All that should be output is the block of lines below from the line with "filename crates/isnad-delegation/src/lib.rs" to the line with "Every other record", both included, exactly as written.

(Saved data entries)
============================================================

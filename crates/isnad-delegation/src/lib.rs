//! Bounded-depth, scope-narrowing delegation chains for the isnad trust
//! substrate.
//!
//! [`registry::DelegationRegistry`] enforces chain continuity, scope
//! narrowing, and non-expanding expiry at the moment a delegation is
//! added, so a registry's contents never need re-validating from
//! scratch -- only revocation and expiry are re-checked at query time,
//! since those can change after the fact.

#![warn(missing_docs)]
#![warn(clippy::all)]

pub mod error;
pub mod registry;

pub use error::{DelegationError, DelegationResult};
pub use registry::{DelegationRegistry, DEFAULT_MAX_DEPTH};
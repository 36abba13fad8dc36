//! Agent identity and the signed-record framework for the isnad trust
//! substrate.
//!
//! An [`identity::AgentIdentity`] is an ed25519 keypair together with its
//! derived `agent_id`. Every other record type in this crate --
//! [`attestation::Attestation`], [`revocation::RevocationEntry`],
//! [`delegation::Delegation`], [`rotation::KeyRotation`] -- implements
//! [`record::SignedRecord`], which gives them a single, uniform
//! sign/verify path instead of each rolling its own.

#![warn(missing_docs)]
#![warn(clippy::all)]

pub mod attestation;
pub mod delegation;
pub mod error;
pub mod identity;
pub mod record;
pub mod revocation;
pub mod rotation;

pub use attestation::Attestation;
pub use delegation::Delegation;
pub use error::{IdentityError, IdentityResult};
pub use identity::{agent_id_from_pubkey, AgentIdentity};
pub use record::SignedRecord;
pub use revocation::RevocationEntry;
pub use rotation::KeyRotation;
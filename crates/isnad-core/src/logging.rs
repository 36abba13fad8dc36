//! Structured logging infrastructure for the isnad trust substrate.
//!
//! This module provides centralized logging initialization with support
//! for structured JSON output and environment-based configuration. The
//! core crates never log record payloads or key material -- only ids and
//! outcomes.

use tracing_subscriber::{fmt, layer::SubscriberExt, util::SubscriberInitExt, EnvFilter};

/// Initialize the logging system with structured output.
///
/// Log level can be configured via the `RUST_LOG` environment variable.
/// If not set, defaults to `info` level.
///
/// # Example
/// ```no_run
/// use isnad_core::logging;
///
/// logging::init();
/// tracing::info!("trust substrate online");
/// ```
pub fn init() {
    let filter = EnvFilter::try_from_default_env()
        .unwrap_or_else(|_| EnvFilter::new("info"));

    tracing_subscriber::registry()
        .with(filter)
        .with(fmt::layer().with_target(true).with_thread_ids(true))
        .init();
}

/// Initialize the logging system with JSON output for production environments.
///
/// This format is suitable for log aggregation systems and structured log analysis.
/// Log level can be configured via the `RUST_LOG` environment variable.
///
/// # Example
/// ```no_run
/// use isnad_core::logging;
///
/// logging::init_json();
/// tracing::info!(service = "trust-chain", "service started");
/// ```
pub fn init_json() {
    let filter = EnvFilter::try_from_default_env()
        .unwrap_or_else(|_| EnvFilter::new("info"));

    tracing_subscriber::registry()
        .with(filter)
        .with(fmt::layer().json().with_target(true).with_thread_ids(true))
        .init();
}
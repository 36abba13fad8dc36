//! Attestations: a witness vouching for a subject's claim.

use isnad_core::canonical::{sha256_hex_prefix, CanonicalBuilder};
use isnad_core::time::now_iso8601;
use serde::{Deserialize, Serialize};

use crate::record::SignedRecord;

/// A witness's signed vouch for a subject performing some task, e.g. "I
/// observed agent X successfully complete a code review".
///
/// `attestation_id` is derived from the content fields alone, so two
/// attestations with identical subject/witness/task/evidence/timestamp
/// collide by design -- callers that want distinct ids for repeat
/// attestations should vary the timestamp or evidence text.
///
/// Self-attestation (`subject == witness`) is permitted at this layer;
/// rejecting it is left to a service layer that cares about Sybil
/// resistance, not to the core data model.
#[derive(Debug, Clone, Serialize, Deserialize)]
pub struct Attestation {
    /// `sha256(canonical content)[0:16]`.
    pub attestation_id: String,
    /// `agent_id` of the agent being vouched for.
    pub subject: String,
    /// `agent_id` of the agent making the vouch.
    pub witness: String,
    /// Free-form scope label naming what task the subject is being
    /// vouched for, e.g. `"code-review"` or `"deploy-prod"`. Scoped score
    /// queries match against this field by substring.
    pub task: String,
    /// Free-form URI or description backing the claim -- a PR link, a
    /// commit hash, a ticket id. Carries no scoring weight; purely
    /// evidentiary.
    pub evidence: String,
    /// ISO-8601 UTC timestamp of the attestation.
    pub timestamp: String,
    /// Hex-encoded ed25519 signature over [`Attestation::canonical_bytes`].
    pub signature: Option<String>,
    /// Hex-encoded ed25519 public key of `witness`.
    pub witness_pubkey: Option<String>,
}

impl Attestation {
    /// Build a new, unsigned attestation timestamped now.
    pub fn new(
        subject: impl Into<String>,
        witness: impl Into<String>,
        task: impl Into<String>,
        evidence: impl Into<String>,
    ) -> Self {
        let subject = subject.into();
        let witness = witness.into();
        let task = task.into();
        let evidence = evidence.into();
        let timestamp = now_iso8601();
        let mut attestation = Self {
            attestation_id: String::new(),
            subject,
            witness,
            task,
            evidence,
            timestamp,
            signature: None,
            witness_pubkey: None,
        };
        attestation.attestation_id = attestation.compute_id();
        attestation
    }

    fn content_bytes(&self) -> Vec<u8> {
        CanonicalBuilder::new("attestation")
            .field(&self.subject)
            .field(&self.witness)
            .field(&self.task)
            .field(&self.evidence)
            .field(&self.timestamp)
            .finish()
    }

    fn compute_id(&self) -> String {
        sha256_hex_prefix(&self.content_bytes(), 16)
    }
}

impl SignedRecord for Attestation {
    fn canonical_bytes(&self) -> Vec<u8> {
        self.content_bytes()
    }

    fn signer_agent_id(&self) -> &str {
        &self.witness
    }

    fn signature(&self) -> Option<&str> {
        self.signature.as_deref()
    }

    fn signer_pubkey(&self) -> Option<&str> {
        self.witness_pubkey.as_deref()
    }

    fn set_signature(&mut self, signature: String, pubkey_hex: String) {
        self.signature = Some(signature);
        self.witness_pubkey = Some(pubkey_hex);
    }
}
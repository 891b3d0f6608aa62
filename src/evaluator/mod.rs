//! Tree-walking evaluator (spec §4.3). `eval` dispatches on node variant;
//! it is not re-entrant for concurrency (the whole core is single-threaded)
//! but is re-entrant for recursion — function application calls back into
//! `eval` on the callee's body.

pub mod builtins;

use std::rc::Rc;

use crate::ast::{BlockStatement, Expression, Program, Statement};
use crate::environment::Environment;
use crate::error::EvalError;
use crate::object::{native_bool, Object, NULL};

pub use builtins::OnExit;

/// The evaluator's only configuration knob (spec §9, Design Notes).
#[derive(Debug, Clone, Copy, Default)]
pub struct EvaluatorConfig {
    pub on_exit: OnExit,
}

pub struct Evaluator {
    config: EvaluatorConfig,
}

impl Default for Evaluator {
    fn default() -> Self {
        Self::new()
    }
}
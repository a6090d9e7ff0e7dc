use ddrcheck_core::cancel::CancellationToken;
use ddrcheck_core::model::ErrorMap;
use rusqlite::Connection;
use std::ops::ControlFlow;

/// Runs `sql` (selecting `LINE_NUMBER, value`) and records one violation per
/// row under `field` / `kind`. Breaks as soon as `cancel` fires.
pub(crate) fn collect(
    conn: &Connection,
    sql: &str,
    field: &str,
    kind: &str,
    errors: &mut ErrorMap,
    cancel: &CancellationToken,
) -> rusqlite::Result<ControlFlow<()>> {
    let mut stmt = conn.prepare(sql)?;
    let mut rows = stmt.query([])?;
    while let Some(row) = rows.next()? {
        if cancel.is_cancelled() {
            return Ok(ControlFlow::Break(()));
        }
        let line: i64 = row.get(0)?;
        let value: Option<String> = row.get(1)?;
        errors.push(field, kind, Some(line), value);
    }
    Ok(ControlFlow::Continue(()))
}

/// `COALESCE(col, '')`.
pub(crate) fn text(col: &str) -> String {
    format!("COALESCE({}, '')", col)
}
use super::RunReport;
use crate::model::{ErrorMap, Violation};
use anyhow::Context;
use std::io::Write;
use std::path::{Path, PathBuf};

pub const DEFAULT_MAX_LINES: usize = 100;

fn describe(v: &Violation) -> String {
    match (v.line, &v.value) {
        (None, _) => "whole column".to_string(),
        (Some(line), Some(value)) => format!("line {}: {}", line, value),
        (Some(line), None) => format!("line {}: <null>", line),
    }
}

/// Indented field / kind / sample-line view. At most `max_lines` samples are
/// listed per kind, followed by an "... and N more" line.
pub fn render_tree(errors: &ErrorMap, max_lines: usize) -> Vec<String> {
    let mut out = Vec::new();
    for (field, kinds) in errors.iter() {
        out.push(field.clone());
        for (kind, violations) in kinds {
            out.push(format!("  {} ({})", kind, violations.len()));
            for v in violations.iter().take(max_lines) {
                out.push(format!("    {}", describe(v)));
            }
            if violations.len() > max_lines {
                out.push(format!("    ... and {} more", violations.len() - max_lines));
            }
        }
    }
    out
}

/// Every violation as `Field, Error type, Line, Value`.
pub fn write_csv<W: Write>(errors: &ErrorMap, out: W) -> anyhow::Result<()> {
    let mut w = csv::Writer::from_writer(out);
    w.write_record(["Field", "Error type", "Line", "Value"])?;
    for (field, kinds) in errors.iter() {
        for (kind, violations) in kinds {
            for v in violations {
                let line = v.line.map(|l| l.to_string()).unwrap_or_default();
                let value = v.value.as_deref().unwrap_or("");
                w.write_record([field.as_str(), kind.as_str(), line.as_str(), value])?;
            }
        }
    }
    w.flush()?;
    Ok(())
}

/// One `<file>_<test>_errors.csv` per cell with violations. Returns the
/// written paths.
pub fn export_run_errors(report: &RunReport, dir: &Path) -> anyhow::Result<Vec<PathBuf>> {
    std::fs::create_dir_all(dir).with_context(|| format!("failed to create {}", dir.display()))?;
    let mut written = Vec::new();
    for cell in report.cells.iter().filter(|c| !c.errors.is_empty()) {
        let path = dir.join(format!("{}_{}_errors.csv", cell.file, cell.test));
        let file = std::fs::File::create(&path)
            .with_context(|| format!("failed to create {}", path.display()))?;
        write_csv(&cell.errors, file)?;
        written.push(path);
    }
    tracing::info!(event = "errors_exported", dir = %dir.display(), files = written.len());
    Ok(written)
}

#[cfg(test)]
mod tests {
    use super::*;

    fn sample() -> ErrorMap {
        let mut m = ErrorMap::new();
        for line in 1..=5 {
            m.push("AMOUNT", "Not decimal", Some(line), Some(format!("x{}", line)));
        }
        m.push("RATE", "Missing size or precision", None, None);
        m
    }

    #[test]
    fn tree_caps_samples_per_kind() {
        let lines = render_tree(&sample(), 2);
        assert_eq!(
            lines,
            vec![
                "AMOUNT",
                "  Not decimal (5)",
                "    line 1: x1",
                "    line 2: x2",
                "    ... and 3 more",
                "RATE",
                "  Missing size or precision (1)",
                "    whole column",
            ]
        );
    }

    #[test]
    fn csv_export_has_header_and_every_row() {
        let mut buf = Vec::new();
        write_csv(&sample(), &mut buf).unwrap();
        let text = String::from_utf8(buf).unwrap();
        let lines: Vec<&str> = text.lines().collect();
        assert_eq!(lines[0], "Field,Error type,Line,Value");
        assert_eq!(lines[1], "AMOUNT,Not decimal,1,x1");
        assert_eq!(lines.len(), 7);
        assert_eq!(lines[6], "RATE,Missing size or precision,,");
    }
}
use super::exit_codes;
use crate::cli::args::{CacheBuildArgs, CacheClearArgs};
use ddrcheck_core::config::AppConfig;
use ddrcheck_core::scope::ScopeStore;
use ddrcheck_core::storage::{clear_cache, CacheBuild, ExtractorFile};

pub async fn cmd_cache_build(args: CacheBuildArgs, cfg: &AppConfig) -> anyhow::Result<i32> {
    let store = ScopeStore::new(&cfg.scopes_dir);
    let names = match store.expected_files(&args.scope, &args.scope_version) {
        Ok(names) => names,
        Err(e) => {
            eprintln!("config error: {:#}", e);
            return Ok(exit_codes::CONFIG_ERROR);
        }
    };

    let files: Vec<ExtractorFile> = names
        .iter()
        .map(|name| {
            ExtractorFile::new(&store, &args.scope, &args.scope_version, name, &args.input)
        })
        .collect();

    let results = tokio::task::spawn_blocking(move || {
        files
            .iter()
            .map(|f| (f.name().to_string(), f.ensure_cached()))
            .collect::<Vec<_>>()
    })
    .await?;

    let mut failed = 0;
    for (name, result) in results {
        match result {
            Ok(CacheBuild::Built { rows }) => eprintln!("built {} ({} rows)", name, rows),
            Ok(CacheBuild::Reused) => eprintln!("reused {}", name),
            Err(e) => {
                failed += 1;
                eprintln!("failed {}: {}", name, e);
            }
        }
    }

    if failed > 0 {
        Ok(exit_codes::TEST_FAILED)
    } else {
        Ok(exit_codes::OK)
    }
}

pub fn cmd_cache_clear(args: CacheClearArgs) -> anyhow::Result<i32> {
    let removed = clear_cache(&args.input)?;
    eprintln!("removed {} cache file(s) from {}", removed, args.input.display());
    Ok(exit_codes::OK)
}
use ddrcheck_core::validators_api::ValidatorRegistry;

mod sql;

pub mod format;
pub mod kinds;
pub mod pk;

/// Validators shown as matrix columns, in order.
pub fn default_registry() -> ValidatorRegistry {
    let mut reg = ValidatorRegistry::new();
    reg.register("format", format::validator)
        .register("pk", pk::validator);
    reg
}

============================================================

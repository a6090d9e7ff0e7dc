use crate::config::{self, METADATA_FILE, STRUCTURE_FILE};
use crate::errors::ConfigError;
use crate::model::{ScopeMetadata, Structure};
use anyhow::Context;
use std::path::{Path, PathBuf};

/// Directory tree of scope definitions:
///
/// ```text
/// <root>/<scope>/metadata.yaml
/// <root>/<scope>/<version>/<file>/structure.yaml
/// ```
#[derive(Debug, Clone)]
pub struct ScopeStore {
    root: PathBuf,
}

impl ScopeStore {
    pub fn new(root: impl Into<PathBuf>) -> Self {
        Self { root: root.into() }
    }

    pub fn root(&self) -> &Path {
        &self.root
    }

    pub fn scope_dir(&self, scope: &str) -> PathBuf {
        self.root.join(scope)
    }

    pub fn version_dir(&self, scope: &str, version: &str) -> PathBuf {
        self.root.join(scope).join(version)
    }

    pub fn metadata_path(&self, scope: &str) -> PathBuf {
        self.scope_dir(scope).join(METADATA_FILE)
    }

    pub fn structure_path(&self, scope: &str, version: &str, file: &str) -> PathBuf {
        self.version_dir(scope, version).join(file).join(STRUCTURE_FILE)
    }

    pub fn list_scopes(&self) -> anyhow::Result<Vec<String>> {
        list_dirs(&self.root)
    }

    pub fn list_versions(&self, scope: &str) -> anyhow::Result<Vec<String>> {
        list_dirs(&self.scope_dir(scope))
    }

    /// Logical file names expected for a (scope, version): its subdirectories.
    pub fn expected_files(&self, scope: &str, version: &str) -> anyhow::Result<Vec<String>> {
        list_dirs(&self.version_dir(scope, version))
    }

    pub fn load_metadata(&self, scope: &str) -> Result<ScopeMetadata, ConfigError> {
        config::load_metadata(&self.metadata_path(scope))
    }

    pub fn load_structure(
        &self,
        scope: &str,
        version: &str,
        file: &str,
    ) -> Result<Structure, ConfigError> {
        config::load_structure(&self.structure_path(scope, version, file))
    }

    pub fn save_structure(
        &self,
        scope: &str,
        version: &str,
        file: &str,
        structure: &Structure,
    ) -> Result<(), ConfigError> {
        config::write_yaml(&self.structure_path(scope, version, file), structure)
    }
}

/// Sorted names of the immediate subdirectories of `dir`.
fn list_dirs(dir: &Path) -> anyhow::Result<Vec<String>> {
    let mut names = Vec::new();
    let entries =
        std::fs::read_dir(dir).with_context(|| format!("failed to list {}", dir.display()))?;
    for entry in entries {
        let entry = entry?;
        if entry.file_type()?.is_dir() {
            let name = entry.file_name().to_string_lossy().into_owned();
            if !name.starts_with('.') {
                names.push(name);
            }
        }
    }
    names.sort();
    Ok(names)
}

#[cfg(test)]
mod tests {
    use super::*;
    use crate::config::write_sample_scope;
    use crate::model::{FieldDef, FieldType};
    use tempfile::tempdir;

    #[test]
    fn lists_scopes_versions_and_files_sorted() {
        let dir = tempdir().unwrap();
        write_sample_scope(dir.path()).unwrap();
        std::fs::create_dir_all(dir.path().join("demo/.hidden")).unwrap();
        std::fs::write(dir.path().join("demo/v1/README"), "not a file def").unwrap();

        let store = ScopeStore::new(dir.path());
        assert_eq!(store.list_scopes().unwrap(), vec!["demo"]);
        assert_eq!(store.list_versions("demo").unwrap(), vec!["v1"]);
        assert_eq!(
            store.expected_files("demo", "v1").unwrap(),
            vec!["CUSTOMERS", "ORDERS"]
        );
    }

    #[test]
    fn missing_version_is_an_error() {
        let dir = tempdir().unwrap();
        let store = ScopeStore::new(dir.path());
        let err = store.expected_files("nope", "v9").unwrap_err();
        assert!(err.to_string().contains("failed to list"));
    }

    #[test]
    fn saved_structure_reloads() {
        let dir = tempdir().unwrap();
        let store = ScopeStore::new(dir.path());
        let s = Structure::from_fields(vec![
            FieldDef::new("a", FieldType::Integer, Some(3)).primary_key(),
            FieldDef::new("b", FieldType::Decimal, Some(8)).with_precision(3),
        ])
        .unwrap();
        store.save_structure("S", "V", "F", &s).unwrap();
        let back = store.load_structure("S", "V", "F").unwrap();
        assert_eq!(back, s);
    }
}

============================================================

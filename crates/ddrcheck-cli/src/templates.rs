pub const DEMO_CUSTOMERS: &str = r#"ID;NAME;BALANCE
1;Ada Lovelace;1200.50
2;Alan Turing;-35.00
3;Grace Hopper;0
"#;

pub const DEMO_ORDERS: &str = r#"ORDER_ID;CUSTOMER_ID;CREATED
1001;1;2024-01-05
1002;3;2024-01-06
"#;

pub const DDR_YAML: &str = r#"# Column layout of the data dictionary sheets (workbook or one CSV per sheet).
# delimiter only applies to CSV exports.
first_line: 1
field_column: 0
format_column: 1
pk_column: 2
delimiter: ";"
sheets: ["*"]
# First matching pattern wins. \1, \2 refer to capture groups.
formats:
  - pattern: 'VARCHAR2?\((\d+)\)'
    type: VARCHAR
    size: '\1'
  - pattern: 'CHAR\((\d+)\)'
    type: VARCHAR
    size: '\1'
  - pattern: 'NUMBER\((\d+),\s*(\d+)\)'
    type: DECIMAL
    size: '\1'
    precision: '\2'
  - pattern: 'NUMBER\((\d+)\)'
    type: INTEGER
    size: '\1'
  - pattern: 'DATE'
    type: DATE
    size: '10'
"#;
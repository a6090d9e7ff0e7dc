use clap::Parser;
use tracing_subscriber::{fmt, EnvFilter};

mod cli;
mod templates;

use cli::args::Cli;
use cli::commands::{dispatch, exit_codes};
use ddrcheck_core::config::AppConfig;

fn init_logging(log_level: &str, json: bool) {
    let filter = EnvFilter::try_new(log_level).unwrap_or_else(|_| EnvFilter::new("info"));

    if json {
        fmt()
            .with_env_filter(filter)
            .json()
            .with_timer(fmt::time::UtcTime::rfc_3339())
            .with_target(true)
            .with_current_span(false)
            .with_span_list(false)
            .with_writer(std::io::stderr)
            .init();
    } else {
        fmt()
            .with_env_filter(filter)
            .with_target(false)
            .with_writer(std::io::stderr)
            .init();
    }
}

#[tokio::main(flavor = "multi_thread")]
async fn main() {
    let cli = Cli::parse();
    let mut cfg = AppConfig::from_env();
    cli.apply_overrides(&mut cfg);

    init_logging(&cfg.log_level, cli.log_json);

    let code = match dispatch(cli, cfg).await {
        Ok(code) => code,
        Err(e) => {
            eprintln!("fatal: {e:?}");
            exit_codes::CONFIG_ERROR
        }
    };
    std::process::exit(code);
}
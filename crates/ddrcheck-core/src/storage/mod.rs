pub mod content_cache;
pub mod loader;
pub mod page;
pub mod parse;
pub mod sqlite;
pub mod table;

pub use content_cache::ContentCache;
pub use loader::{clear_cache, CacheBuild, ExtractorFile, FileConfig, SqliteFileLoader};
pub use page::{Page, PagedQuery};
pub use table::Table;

============================================================

Solution ::
filename crates/isnad-delegation/src/lib.rs
//! Bounded-depth, scope-narrowing delegation chains for the isnad trust
//! substrate.
//!
//! [`registry::DelegationRegistry`] enforces chain continuity, scope
//! narrowing, and non-expanding expiry at the moment a delegation is
//! added, so a registry's contents never need re-validating from
//! scratch -- only revocation and expiry are re-checked at query time,
//! since those can change after the fact.

#![warn(missing_docs)]
#![warn(clippy::all)]

pub mod error;
pub mod registry;

pub use error::{DelegationError, DelegationResult};
pub use registry::{DelegationRegistry, DEFAULT_MAX_DEPTH};
repository 36abba13fad8dc36
//! Agent identity and the signed-record framework for the isnad trust
//! substrate.
//!
//! An [`identity::AgentIdentity`] is an ed25519 keypair together with its
//! derived `agent_id`. Every other record type in this crate --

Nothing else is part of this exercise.